Conclusion and Recommendations
It is evident that seismic activities pose a great risk to right whales among other cetaceans due to the large levels of sounds used in these activities. The right whales hear at low frequencies and thus their exposure to high sound levels interferes with their normal hearing and hence interaction with their environment. Nevertheless, the guidelines put in place by the Canadian government to ensure that such animals are protected through regulation of the seismic surveys have proven to be futile at this point. Most of these methods are outdated and tend to open a loophole of exposure of the animals when implemented to close one.

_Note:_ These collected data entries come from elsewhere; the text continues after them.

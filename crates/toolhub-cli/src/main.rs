//! CLI entry point - the composition root.
//!
//! Parses arguments, installs logging, bootstraps the gateway and routes the
//! subcommand to its handler.

use clap::{CommandFactory, Parser};
use tracing_subscriber::EnvFilter;

use toolhub_cli::{Cli, CliConfig, CliError, Commands, bootstrap, handlers};

async fn run(cli: Cli) -> anyhow::Result<()> {
    let Some(command) = cli.command else {
        // No command provided - show help
        Cli::command().print_help()?;
        return Ok(());
    };

    let ctx = bootstrap(CliConfig::new(cli.config)).await?;

    match command {
        Commands::Servers => handlers::servers::execute(&ctx).await?,
        Commands::Status { id } => handlers::servers::execute_status(&ctx, &id).await?,
        Commands::Tools => handlers::tools::execute(&ctx).await?,
        Commands::Call { tool, args } => {
            handlers::call::execute(&ctx, &tool, args.as_deref()).await?;
        }
        Commands::Request { envelope } => handlers::request::execute(&ctx, &envelope).await?,
        Commands::Stats => handlers::stats::execute(&ctx).await?,
    }

    Ok(())
}

#[tokio::main]
async fn main() {
    // Load environment variables
    dotenvy::dotenv().ok();

    let cli = Cli::parse();

    // Logs go to stderr so stdout stays machine-readable
    let default_level = if cli.verbose { "debug" } else { "info" };
    let filter =
        EnvFilter::try_from_default_env().unwrap_or_else(|_| EnvFilter::new(default_level));
    tracing_subscriber::fmt()
        .with_env_filter(filter)
        .with_writer(std::io::stderr)
        .init();

    if let Err(e) = run(cli).await {
        eprintln!("Error: {e:#}");
        let code = e.downcast_ref::<CliError>().map_or(1, CliError::exit_code);
        std::process::exit(code);
    }
}
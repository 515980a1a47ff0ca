//! Gateway error type.

use thiserror::Error;
use toolhub_core::{EnvelopeError, ErrorCategory};

/// Errors that can occur while routing a tool call or managing servers.
#[derive(Debug, Error)]
pub enum GatewayError {
    #[error("Tool '{0}' not found")]
    ToolNotFound(String),

    #[error("Server for tool '{0}' is offline")]
    ServerUnavailable(String),

    #[error("Server '{0}' not found")]
    ServerNotFound(String),

    #[error("Invalid server registration: {0}")]
    InvalidRegistration(String),

    #[error("Tool call failed: {0}")]
    Transport(String),

    #[error("Server error: {status}")]
    HttpStatus { status: u16 },

    #[error("Invalid response from server: {0}")]
    MalformedResponse(String),

    #[error(transparent)]
    Envelope(#[from] EnvelopeError),

    #[error("Failed to build HTTP client: {0}")]
    ClientBuild(#[source] reqwest::Error),
}

impl GatewayError {
    /// Classify this error.
    #[must_use]
    pub const fn category(&self) -> ErrorCategory {
        match self {
            Self::ToolNotFound(_) | Self::ServerNotFound(_) => ErrorCategory::NotFound,
            Self::ServerUnavailable(_) => ErrorCategory::Unavailable,
            Self::InvalidRegistration(_) => ErrorCategory::Validation,
            Self::Transport(_) => ErrorCategory::Transport,
            Self::HttpStatus { .. } | Self::MalformedResponse(_) | Self::Envelope(_) => {
                ErrorCategory::Protocol
            }
            Self::ClientBuild(_) => ErrorCategory::Internal,
        }
    }
}
//! `call` command handler.

use anyhow::Result;
use serde_json::Value;
use toolhub_core::Arguments;

use super::print_json;
use crate::bootstrap::CliContext;
use crate::error::CliError;

/// Parse `--args` into an argument map. Absent means no arguments.
pub fn parse_arguments(raw: Option<&str>) -> Result<Arguments, CliError> {
    let Some(raw) = raw else {
        return Ok(Arguments::new());
    };
    match serde_json::from_str::<Value>(raw) {
        Ok(Value::Object(arguments)) => Ok(arguments),
        Ok(_) => Err(CliError::Arguments(
            "--args must be a JSON object".to_string(),
        )),
        Err(e) => Err(CliError::Arguments(format!("--args is not valid JSON: {e}"))),
    }
}

/// Route a call. Locally registered tools take precedence.
pub async fn collect(ctx: &CliContext, tool: &str, raw_args: Option<&str>) -> Result<Value> {
    let arguments = parse_arguments(raw_args)?;
    if ctx.tools.contains(tool).await {
        return Ok(ctx.tools.execute_tool(tool, arguments).await.to_value());
    }
    let result = ctx
        .gateway
        .try_route_tool_call(tool, &arguments)
        .await
        .map_err(CliError::from)?;
    Ok(result)
}

pub async fn execute(ctx: &CliContext, tool: &str, raw_args: Option<&str>) -> Result<()> {
    print_json(&collect(ctx, tool, raw_args).await?)
}
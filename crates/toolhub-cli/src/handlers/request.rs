//! `request` command handler.

use anyhow::Result;
use serde_json::Value;

use super::print_json;
use crate::bootstrap::CliContext;

/// Dispatch a raw request envelope through the protocol router.
pub async fn collect(ctx: &CliContext, envelope: &str) -> Result<Value> {
    let response = ctx.router.handle_json(envelope).await;
    Ok(serde_json::to_value(response)?)
}

pub async fn execute(ctx: &CliContext, envelope: &str) -> Result<()> {
    print_json(&collect(ctx, envelope).await?)
}
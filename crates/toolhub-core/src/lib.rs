//! Core domain types, ports and the local dispatch layer for toolhub.
//!
//! This crate has no network code. The gateway crate builds on the domain
//! types defined here; the binary wires both together.
#![deny(unused_crate_dependencies)]

pub mod dispatch;
pub mod domain;
pub mod ports;
pub mod settings;

// Re-export commonly used types for convenience
pub use dispatch::{
    ParamType, ResponseFormatter, ToolDispatchEntry, ToolRegistry, ValidationError, sanitize,
    validate_required, validate_types,
};
pub use domain::{
    Arguments, ContentItem, ERROR_KEY, EnvelopeError, InvocationRequest, InvocationResponse,
    PROTOCOL_VERSION, RemoteToolListing, RequestId, ResultItem, RpcError, ServerInfo,
    ServerRecord, ServerStatus, ServerView, ToolResponse, error_value,
};
pub use ports::{ErrorCategory, ToolCapability, ToolDescriptor};
pub use settings::{
    DEFAULT_CALL_TIMEOUT_MS, DEFAULT_HEALTH_TIMEOUT_MS, GatewaySettings, SettingsError,
    validate_settings,
};

// Silence unused dev-dependency warnings for unit-test builds
#[cfg(test)]
use mockall as _;
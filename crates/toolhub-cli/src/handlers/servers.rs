//! `servers` and `status` command handlers.

use anyhow::Result;
use serde_json::{Value, json};

use super::print_json;
use crate::bootstrap::CliContext;
use crate::error::CliError;

/// Every registered server with a fresh status.
pub async fn collect(ctx: &CliContext) -> Result<Value> {
    let servers = ctx.gateway.list_servers().await;
    Ok(serde_json::to_value(servers)?)
}

pub async fn execute(ctx: &CliContext) -> Result<()> {
    print_json(&collect(ctx).await?)
}

/// Probe one server.
pub async fn collect_status(ctx: &CliContext, server_id: &str) -> Result<Value> {
    let status = ctx
        .gateway
        .try_server_status(server_id)
        .await
        .map_err(CliError::from)?;
    Ok(json!({ "id": server_id, "status": status }))
}

pub async fn execute_status(ctx: &CliContext, server_id: &str) -> Result<()> {
    print_json(&collect_status(ctx, server_id).await?)
}
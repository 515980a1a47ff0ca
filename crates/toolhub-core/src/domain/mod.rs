//! Domain types shared by the dispatch layer and the gateway.
//!
//! # Design
//!
//! - `ServerInfo` / `ServerRecord` - a registered backend and its advertised tools
//! - `ServerStatus` - outcome of a health probe
//! - `InvocationRequest` / `InvocationResponse` - the JSON-RPC-shaped envelope
//! - `ResultItem` - one element of a tool's result list
//! - `ToolResponse` - the normalized `{content: [...]}` envelope

pub mod envelope;
mod result;
mod server;

pub use envelope::{
    EnvelopeError, InvocationRequest, InvocationResponse, PROTOCOL_VERSION, RequestId, RpcError,
};
pub use result::{Arguments, ContentItem, ERROR_KEY, ResultItem, ToolResponse, error_value};
pub use server::{RemoteToolListing, ServerInfo, ServerRecord, ServerStatus, ServerView};
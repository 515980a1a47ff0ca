//! Command-line front end for the toolhub gateway.
#![deny(unsafe_code)]
#![deny(unused_crate_dependencies)]

// Silence unused dev-dependency warnings for unit-test builds
#[cfg(test)]
use wiremock as _;

// Used only by the binary
use dotenvy as _;
use tracing_subscriber as _;

// Runtime is driven by the binary and the tests
use tokio as _;

pub mod bootstrap;
pub mod commands;
pub mod error;
pub mod handlers;
pub mod parser;

// Re-export primary types for convenient access
pub use bootstrap::{CliConfig, CliContext, GatewayConfig, bootstrap};
pub use commands::Commands;
pub use error::CliError;
pub use parser::Cli;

In order for the government to develop on the current guidelines and to ensure protection of marine mammals from the effects of loud sounds from seismic surveys, this paper suggests a few recommendations. First, further research should be conducted to improve the general understanding of the actual impact of seismic noise on large Cartesians such as the right whale. In addition, greater collaboration should be promoted among regulators, academic institutions and industry stakeholders to ensure that proper use of data collected through research is well utilized in the development of up to date guidelines. This paper also suggests that there should be no use of soft-start methods during periods of darkness or poor visibility without proper utilization of PAM technology in order to confirm that cetaceans are not present. It is also important for further research to be conducted in order to determine the influence of some of the factors such as distance away from the seismic source-array on the damage inflicted on animals exposed to the produced sound waves. This would allow the government to establish more effective guidelines considering the distance away from the array that the animals should be kept and the threshold that ought to be maintained to ensure that animals are not negatively affected even though they may be away from the safe zone. On the other hand, it is important for oil and gas companies to embrace advancements in technology and invest in innovation in order to come up with other measures through which the oceanic floor can be explored without threatening cetaceans.